**ENTRIES SUPPLIED**
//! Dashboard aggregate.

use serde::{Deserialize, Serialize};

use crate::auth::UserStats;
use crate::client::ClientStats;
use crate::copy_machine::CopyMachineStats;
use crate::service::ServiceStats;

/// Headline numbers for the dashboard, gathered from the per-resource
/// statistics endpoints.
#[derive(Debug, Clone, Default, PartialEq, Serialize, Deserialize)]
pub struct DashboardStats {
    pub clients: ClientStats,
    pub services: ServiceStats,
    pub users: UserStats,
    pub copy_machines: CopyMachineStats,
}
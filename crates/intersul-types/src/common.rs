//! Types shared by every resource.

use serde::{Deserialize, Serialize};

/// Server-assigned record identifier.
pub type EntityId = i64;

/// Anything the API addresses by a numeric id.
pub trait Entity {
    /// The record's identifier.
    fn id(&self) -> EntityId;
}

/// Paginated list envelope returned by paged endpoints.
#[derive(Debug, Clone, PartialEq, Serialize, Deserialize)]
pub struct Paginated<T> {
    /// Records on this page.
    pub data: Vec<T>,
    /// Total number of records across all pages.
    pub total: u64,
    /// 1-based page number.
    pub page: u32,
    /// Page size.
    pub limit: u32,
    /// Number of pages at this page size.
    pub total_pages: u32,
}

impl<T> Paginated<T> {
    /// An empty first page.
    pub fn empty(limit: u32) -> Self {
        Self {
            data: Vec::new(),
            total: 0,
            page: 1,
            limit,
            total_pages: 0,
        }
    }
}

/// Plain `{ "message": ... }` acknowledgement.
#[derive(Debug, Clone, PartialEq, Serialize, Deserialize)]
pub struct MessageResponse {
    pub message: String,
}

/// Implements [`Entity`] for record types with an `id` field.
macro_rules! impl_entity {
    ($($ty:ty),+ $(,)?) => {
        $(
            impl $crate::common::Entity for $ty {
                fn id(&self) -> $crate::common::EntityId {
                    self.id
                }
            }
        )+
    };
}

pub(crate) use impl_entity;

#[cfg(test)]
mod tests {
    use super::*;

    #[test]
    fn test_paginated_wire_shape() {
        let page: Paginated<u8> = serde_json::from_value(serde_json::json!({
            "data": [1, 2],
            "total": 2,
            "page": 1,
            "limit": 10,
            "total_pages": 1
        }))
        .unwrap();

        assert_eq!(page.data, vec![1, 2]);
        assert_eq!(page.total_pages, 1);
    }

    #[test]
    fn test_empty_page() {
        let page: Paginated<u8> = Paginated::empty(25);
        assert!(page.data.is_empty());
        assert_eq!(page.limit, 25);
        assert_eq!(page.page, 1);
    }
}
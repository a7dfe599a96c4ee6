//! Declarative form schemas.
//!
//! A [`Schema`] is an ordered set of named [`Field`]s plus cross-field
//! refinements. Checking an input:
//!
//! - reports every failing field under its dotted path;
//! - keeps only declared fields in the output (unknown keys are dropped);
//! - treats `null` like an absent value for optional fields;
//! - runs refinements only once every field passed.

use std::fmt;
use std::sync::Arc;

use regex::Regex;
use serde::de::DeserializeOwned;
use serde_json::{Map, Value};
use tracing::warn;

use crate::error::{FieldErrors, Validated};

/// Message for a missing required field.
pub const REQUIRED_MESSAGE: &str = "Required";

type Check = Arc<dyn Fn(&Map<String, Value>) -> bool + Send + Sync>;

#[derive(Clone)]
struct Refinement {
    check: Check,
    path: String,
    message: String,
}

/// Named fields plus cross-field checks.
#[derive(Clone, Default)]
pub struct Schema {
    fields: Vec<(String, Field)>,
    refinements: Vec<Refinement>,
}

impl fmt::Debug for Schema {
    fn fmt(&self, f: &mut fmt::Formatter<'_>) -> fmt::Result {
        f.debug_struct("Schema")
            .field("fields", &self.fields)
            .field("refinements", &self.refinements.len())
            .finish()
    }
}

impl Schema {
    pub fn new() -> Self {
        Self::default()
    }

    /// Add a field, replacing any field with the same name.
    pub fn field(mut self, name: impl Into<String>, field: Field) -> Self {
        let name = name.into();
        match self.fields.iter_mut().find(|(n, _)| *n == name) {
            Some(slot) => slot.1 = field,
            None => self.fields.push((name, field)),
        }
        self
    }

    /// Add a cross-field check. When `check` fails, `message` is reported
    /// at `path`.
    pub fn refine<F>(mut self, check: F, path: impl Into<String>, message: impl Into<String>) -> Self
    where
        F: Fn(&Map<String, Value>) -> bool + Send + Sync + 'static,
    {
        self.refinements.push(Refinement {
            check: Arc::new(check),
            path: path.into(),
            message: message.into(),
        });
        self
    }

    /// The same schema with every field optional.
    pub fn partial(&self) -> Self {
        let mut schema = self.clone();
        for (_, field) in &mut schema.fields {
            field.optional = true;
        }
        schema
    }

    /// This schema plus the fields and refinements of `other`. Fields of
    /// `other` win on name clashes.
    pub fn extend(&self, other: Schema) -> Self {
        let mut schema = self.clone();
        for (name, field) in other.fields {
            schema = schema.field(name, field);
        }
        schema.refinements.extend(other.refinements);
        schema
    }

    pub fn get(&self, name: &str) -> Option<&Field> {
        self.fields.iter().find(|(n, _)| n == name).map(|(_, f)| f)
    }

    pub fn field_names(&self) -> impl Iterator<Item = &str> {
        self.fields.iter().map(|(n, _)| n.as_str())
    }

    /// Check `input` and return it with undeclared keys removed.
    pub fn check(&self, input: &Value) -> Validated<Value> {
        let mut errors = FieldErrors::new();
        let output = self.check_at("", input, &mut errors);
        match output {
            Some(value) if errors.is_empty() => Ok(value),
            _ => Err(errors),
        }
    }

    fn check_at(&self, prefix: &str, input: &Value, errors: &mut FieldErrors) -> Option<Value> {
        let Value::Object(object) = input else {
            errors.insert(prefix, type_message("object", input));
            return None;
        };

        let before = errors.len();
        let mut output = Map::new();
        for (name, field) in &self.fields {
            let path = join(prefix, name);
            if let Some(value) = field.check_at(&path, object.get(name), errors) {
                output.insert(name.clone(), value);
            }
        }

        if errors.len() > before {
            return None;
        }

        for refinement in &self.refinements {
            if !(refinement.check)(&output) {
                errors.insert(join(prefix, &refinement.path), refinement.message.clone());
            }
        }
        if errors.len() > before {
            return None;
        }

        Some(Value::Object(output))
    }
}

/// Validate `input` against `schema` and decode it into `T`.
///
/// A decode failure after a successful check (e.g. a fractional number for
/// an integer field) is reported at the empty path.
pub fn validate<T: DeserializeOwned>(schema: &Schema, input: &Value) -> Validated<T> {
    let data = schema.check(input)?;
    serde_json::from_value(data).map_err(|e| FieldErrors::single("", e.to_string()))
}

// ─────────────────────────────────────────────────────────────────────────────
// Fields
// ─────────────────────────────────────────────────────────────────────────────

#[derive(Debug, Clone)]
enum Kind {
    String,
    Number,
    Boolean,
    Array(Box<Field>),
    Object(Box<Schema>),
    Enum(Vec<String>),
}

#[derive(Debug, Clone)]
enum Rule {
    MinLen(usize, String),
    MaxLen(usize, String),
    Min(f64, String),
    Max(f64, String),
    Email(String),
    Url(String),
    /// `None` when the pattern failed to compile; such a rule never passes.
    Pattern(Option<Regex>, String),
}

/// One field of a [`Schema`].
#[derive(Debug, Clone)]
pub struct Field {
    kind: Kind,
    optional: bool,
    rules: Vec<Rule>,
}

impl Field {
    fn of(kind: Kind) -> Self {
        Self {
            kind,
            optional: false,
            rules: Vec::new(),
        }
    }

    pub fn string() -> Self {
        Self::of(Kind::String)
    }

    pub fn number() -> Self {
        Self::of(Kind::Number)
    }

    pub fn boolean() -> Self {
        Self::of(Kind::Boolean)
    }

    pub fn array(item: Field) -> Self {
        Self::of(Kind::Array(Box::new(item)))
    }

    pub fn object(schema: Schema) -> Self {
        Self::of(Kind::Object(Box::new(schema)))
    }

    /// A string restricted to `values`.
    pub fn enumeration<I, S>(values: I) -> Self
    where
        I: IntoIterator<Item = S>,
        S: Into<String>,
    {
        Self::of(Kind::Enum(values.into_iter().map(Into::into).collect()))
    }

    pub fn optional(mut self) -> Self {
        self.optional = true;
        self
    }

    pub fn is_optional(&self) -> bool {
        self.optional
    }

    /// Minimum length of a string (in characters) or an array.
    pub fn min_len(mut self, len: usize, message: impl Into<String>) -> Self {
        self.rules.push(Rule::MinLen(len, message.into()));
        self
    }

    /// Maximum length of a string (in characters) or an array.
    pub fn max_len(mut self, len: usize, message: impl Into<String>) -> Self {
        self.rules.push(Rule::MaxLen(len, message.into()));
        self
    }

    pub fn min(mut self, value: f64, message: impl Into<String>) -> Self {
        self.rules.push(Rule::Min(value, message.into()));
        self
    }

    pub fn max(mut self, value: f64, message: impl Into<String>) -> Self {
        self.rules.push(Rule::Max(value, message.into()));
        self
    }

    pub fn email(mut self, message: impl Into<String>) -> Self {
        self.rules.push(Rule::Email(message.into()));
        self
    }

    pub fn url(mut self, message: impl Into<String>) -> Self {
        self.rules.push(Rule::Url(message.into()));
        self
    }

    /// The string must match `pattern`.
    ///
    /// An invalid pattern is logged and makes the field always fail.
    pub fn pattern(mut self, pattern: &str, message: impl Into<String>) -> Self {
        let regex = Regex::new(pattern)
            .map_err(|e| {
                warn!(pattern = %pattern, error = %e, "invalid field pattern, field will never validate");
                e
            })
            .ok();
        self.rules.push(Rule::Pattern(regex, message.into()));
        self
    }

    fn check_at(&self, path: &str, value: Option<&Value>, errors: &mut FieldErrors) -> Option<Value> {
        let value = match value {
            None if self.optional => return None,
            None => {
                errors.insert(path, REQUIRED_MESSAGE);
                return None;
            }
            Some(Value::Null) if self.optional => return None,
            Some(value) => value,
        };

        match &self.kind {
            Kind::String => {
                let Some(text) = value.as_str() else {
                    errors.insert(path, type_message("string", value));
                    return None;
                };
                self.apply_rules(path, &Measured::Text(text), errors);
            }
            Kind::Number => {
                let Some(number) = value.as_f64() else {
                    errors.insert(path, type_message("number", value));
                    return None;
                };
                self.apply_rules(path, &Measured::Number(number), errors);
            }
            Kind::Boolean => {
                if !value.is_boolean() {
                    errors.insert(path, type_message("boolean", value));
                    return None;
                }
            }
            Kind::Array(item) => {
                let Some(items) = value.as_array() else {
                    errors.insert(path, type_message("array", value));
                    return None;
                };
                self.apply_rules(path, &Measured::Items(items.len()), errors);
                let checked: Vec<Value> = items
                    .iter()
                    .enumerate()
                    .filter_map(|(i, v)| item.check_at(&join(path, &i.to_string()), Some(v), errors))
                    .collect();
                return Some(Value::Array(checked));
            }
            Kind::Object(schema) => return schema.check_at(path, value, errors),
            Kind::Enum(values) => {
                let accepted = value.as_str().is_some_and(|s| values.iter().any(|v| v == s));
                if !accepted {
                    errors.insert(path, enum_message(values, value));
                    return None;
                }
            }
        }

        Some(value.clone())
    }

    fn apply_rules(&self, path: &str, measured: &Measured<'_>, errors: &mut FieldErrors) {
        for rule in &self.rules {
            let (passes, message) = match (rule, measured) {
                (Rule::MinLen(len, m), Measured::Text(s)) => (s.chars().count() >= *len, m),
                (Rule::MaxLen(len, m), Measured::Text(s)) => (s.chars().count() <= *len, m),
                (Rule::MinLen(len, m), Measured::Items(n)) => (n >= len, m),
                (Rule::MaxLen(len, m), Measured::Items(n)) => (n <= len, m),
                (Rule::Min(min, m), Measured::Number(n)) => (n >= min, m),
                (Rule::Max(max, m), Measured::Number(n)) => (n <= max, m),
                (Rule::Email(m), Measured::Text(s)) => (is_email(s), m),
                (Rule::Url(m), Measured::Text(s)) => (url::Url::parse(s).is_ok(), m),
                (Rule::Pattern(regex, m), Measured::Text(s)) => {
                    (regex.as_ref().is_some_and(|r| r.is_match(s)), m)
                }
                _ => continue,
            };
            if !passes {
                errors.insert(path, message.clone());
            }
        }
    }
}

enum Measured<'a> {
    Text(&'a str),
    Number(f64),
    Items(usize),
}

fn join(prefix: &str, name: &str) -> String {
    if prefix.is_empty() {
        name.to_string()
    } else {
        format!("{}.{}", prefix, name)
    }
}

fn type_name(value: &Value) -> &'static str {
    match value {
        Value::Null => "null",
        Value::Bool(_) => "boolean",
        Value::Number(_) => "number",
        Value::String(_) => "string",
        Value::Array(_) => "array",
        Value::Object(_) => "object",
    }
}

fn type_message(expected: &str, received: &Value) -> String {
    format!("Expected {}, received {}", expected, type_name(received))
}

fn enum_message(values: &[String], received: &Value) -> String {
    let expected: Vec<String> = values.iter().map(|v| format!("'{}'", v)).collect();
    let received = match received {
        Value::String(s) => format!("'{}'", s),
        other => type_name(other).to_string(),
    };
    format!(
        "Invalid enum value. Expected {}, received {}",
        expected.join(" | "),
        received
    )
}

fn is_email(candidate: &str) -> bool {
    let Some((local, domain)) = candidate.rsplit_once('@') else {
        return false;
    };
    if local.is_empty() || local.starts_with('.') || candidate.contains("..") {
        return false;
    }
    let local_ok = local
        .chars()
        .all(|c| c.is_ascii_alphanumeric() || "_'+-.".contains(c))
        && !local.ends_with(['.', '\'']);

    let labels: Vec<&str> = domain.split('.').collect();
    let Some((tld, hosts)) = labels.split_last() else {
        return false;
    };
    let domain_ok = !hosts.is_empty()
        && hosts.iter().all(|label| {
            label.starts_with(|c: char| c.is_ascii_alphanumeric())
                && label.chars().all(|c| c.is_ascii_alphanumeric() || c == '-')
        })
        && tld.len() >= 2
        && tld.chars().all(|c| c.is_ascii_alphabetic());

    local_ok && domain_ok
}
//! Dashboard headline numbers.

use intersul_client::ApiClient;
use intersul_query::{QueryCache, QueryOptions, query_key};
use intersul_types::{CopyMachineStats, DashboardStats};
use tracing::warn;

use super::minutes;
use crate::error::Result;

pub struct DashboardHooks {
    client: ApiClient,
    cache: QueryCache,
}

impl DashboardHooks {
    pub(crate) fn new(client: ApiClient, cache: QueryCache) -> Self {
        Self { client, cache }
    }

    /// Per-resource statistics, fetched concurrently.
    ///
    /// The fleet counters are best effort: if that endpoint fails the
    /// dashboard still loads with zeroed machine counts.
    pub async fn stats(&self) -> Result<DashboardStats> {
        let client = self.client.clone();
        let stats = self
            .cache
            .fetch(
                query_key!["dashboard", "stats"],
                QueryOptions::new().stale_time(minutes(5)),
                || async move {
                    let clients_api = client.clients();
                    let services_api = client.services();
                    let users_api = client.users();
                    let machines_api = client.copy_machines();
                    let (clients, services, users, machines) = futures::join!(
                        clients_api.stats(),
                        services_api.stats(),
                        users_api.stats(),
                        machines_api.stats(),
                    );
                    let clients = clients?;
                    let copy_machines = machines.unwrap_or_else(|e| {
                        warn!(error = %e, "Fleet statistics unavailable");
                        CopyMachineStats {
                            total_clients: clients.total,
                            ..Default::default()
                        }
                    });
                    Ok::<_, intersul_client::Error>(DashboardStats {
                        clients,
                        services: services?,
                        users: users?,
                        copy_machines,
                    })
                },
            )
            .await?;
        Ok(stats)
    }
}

==

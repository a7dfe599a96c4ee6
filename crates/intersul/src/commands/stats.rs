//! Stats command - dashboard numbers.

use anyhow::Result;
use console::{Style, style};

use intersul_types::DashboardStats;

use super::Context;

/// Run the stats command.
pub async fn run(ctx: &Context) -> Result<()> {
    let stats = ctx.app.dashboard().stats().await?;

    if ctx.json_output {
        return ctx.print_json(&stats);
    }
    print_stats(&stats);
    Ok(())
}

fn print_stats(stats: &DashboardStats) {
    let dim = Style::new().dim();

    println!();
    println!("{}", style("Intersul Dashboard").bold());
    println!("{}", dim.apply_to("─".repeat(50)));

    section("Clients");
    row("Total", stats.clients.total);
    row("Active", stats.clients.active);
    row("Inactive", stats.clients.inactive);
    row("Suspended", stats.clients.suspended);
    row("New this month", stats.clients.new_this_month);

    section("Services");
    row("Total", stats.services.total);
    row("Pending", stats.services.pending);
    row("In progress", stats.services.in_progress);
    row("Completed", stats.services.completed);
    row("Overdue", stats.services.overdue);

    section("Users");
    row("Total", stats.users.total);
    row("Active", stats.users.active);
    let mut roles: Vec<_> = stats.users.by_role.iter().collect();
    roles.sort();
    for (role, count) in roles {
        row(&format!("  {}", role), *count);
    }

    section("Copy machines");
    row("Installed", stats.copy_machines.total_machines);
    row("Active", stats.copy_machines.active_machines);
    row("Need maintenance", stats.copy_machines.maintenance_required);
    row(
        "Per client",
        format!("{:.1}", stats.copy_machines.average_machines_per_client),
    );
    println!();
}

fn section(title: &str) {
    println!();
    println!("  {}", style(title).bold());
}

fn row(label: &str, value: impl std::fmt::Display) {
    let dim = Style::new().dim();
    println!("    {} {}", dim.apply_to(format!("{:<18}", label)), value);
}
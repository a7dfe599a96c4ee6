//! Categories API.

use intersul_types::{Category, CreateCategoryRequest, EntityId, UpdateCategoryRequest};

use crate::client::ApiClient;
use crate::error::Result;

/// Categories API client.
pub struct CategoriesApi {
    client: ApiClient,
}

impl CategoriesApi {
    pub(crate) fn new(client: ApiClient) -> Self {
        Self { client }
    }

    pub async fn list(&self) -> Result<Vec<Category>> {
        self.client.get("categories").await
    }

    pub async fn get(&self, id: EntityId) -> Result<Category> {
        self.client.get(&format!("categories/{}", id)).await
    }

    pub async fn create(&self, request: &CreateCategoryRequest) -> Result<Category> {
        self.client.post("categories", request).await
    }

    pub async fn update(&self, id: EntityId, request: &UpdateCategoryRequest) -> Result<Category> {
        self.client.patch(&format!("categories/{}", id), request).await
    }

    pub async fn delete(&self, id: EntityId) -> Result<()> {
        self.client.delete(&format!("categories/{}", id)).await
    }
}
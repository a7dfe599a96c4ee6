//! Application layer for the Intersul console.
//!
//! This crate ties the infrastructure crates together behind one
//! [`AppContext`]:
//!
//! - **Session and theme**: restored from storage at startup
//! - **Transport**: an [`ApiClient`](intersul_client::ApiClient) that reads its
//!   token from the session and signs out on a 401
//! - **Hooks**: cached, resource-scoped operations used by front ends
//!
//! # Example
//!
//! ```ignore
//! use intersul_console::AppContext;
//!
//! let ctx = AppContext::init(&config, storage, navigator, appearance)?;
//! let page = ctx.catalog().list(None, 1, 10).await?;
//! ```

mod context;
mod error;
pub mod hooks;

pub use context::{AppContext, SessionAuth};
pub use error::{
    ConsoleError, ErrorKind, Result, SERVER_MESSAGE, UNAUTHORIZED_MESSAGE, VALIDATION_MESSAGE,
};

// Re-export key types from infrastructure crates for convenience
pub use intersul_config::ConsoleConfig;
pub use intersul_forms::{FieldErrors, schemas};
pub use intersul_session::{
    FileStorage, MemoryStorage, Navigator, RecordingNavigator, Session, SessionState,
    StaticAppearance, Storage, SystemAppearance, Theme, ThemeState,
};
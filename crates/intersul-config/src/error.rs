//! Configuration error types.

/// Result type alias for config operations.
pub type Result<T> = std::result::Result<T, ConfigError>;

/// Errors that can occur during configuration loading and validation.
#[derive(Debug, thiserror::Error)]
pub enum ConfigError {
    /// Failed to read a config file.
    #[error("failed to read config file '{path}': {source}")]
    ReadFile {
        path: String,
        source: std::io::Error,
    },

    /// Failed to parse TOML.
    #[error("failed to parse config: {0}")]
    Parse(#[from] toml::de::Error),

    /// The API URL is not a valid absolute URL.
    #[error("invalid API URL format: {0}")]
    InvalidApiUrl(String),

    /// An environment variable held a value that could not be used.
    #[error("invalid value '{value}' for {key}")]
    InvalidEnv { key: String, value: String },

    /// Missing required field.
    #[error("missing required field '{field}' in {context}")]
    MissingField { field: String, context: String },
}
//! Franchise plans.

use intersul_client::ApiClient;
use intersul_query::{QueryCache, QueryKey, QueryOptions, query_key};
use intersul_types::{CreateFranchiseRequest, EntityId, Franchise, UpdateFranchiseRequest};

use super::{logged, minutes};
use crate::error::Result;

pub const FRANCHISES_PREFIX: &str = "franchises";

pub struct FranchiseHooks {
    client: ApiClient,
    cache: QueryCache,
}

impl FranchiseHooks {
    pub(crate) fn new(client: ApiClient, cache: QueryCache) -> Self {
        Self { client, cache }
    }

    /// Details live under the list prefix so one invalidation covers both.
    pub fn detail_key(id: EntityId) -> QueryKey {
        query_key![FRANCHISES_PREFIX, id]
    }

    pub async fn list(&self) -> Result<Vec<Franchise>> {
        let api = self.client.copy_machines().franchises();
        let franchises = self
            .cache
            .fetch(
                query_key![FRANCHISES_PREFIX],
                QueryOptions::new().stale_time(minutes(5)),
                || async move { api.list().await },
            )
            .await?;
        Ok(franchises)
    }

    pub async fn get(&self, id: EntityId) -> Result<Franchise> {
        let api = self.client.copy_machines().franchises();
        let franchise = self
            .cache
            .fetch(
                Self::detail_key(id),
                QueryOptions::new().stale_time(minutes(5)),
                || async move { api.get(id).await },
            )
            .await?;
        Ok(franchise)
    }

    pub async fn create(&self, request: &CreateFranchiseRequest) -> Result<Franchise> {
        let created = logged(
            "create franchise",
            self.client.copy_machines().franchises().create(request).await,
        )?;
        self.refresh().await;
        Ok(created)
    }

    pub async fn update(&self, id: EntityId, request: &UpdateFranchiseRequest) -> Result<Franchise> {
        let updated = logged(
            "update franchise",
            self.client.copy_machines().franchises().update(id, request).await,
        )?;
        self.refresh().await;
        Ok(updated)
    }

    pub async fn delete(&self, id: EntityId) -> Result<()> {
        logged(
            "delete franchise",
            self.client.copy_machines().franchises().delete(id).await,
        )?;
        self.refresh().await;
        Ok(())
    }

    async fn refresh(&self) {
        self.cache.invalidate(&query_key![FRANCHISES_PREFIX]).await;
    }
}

==

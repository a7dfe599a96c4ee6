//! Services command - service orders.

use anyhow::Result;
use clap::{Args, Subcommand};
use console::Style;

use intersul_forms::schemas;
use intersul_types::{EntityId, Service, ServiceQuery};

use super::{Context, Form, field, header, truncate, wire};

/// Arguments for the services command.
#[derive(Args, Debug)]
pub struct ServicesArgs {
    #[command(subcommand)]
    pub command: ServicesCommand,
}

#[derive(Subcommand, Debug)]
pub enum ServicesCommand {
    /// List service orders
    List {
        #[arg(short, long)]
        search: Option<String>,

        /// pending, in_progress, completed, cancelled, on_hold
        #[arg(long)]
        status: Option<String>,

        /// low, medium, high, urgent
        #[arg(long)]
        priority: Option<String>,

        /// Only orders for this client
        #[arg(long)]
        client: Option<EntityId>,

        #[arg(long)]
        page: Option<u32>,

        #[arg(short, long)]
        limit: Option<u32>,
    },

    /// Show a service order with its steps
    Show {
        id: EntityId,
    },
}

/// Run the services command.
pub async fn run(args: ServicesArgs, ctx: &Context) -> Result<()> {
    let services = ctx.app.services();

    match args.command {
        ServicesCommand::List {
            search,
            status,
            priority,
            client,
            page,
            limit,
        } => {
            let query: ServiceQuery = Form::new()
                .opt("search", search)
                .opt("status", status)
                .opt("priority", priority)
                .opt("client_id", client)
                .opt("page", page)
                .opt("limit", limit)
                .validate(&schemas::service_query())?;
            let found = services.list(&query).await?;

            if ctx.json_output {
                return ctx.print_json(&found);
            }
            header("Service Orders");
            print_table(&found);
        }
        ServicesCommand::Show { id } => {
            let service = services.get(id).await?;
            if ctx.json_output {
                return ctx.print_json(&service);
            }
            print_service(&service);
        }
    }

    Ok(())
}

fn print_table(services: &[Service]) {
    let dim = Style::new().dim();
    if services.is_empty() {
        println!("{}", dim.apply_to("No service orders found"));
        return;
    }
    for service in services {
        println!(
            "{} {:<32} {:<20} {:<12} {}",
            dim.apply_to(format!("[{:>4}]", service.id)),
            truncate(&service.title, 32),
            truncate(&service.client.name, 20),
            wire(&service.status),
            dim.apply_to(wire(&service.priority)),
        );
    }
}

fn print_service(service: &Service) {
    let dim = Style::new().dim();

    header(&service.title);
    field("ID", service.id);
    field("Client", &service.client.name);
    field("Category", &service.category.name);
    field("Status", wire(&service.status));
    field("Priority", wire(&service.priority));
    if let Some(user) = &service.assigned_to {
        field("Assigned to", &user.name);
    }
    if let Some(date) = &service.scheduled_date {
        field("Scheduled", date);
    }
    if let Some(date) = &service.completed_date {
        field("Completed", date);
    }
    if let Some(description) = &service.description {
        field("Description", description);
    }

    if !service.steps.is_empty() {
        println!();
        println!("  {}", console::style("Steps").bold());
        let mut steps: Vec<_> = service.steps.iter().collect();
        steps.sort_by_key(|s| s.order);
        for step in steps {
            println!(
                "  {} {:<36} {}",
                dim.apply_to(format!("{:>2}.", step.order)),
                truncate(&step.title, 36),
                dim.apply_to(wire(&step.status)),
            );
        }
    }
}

**INSTRUCTIONS FOR THE TASK**
Could you copy every line from the records that has "delete" in it?

**YOUR SOLUTION**
    pub async fn delete(&self, id: EntityId) -> Result<()> {
        self.client.delete(&format!("categories/{}", id)).await
    pub async fn delete(&self, id: EntityId) -> Result<()> {
            "delete franchise",
            self.client.copy_machines().franchises().delete(id).await,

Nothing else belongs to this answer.